* Instructions for the task
Starting from the line that holds "pub fn drop_table(&self)", print every line through the end of the records, first and last included.

□ □ □

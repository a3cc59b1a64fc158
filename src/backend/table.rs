use std::sync::Arc;
use serde::Serialize;
use crate::backend::column::Column;
use crate::backend::data::{ResultSet, Row, RowBuilder};
use crate::backend::db::{Executor, StatementResult};
use crate::backend::query::{build_query, QueryKind};
use crate::util::error;

const NO_VALUES: &[&str] = &[];

#[derive(Serialize, Debug, Clone, PartialEq)]
#[serde(rename_all = "camelCase")]
/// A table name and its ordered columns.
/// Column order is significant: it is the order in which INSERT values are bound.
pub struct TableSchema {
    table_name: String,
    columns: Vec<Column>,
}

impl TableSchema {
    /// Creates a schema, checking that it has at least one column and that column names are unique.
    pub fn new(table_name: &str, columns: Vec<Column>) -> Result<TableSchema, error::Error> {
        if columns.is_empty() {
            return Err(error::Error::EmptySchema(table_name.to_string()));
        }
        for (idx, column) in columns.iter().enumerate() {
            if columns[..idx].iter().any(|c| c.name().eq_ignore_ascii_case(column.name())) {
                return Err(error::Error::DuplicateColumn {
                    table: table_name.to_string(),
                    column: column.name().to_string(),
                });
            }
        }
        return Ok(TableSchema {
            table_name: table_name.to_string(),
            columns,
        });
    }

    pub fn table_name(&self) -> &str {
        return &self.table_name;
    }

    pub fn columns(&self) -> &[Column] {
        return &self.columns;
    }

    /// Gets the position of a column by name, ignoring ASCII case like the database does.
    pub fn column_index(&self, column_name: &str) -> Option<usize> {
        return self.columns.iter().position(|c| c.name().eq_ignore_ascii_case(column_name));
    }

    /// Starts building a row for this table.
    pub fn row(&self) -> RowBuilder<'_> {
        return RowBuilder::new(self);
    }
}

/// A schema bound to the shared executor.
/// The plain operations log and swallow statement failures; the `try_` operations report them.
pub struct Table {
    schema: TableSchema,
    executor: Arc<Executor>,
}

impl Table {
    pub fn new(schema: TableSchema, executor: Arc<Executor>) -> Self {
        return Table { schema, executor };
    }

    pub fn schema(&self) -> &TableSchema {
        return &self.schema;
    }

    /// Creates the table. Creating a table that already exists fails inside the executor and leaves it as it was.
    pub fn create(&self) {
        let create_cmd = build_query(QueryKind::Create, &self.schema, NO_VALUES, NO_VALUES);
        self.executor.execute(&create_cmd, NO_VALUES);
    }

    /// Like create, but reports a failed statement, e.g. when the table already exists.
    pub fn try_create(&self) -> Result<StatementResult, error::Error> {
        let create_cmd = build_query(QueryKind::Create, &self.schema, NO_VALUES, NO_VALUES);
        return self.executor.try_execute(&create_cmd, NO_VALUES);
    }

    /// Inserts a row that was built from this table's schema.
    /// A failed statement is logged and swallowed; only a row of another table is reported.
    pub fn insert(&self, row: &Row) -> Result<(), error::Error> {
        self.check_row(row)?;
        return self.insert_values(row.values());
    }

    /// Like insert, but also reports a failed statement.
    pub fn try_insert(&self, row: &Row) -> Result<StatementResult, error::Error> {
        self.check_row(row)?;
        return self.try_insert_values(row.values());
    }

    /// Inserts positional literals, one per column in column order.
    /// Text and dates must already be quoted. A failed statement is logged and swallowed.
    pub fn insert_values<S: AsRef<str>>(&self, values: &[S]) -> Result<(), error::Error> {
        let insert_cmd = self.insert_query(values)?;
        self.executor.execute(&insert_cmd, NO_VALUES);
        return Ok(());
    }

    /// Like insert_values, but also reports a failed statement.
    pub fn try_insert_values<S: AsRef<str>>(&self, values: &[S]) -> Result<StatementResult, error::Error> {
        let insert_cmd = self.insert_query(values)?;
        return self.executor.try_execute(&insert_cmd, NO_VALUES);
    }

    fn check_row(&self, row: &Row) -> Result<(), error::Error> {
        if row.table() != self.schema.table_name() {
            return Err(error::Error::ForeignRow {
                table: self.schema.table_name().to_string(),
                row_table: row.table().to_string(),
            });
        }
        return Ok(());
    }

    fn insert_query<S: AsRef<str>>(&self, values: &[S]) -> Result<String, error::Error> {
        if values.len() != self.schema.columns().len() {
            return Err(error::Error::ArityMismatch {
                table: self.schema.table_name().to_string(),
                expected: self.schema.columns().len(),
                actual: values.len(),
            });
        }
        return Ok(build_query(QueryKind::Insert, &self.schema, values, NO_VALUES));
    }

    /// Selects the projection, returning the result under `result_columns`.
    /// Result column names must match the aliases used in the projection; an empty result is returned on failure.
    pub fn select<P: AsRef<str>, R: AsRef<str>, M: AsRef<str>>(&self, projection: &[P], result_columns: &[R], modifiers: &[M]) -> ResultSet {
        let select_cmd = build_query(QueryKind::Select, &self.schema, projection, modifiers);
        return self.executor.execute(&select_cmd, result_columns);
    }

    /// Like select, but reports a failed query instead of returning an empty result.
    pub fn try_select<P: AsRef<str>, R: AsRef<str>, M: AsRef<str>>(&self, projection: &[P], result_columns: &[R], modifiers: &[M]) -> Result<ResultSet, error::Error> {
        if result_columns.is_empty() {
            return Err(error::Error::AdhocError("A select must request at least one result column."));
        }
        let select_cmd = build_query(QueryKind::Select, &self.schema, projection, modifiers);
        match self.executor.try_execute(&select_cmd, result_columns)? {
            StatementResult::Query(result_set) => {
                return Ok(result_set);
            },
            StatementResult::Mutation { .. } => {
                return Ok(ResultSet::empty());
            }
        }
    }

    /// Drops the table.
    pub fn drop_table(&self) {
        let drop_cmd = build_query(QueryKind::Drop, &self.schema, NO_VALUES, NO_VALUES);
        self.executor.execute(&drop_cmd, NO_VALUES);
    }
}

□ □ □

* Exercise solution
    pub fn drop_table(&self) {
        let drop_cmd = build_query(QueryKind::Drop, &self.schema, NO_VALUES, NO_VALUES);
        self.executor.execute(&drop_cmd, NO_VALUES);
    }
}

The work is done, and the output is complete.